◆ **Exercise details**:
Your answer should be the lines of the data below that contain "newest".

◆ **Extracted records**:
+===+

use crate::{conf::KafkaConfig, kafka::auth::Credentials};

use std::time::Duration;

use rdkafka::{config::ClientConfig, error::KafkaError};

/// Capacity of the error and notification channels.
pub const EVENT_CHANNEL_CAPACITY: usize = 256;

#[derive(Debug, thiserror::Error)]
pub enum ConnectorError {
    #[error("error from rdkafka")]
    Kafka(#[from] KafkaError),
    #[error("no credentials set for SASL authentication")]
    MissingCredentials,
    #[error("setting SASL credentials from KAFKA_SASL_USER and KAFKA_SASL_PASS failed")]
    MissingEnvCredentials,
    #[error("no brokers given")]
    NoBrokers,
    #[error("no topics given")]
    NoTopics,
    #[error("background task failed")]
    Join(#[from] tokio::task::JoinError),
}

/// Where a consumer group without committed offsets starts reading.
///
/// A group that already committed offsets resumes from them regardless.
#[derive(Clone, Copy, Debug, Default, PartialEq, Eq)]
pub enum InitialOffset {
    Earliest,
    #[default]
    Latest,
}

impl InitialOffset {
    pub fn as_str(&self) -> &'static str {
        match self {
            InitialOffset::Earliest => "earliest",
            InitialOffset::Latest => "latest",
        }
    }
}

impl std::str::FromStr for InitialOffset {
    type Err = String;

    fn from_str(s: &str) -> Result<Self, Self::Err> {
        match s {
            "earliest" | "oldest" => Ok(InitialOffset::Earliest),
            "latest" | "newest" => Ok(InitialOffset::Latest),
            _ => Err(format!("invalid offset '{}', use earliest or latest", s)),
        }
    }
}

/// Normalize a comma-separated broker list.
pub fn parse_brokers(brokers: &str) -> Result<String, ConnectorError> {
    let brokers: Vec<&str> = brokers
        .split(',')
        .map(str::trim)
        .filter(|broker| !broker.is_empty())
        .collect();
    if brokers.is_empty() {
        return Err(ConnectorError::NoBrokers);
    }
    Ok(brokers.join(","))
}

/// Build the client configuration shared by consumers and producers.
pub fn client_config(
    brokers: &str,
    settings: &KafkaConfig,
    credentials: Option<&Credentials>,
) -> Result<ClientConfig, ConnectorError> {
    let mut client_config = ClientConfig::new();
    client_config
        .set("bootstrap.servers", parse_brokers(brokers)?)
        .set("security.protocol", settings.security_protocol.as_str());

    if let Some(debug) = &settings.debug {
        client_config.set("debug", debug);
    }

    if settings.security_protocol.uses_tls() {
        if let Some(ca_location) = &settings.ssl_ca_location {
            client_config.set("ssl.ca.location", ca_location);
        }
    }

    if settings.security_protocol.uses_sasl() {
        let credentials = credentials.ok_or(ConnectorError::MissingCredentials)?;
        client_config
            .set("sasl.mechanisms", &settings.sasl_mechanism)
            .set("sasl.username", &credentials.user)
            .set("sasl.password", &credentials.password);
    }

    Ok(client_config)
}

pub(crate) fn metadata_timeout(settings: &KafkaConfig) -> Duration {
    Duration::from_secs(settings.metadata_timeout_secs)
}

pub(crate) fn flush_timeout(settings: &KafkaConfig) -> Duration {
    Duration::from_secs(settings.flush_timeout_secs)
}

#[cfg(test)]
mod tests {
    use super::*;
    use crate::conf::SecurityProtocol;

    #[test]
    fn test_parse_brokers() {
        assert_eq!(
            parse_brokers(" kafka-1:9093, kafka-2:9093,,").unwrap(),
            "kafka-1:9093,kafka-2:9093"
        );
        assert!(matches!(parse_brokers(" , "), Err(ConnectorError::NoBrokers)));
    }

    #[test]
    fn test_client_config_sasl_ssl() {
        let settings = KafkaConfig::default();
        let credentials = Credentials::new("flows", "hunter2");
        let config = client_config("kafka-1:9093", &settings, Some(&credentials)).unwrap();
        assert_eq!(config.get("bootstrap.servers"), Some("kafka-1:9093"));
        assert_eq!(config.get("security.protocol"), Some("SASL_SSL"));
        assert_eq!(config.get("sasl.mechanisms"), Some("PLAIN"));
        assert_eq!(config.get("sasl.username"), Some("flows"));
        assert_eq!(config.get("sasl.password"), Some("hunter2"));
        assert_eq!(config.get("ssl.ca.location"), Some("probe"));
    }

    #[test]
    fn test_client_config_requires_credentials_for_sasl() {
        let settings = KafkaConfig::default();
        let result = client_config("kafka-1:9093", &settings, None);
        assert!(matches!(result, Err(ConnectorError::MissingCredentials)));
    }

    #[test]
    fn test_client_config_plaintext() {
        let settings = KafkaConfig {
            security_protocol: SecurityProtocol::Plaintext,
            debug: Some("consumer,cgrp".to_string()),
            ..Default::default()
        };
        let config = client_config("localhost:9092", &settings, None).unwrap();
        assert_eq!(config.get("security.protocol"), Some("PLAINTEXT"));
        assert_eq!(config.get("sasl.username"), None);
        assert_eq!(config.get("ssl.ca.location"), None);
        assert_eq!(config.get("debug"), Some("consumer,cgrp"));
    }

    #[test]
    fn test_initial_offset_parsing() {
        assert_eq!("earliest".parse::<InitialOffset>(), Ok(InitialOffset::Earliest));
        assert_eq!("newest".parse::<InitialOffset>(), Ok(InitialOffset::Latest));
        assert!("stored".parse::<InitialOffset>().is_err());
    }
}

+===+

◆ **Exercise solution**:
            "latest" | "newest" => Ok(InitialOffset::Latest),
        assert_eq!("newest".parse::<InitialOffset>(), Ok(InitialOffset::Latest));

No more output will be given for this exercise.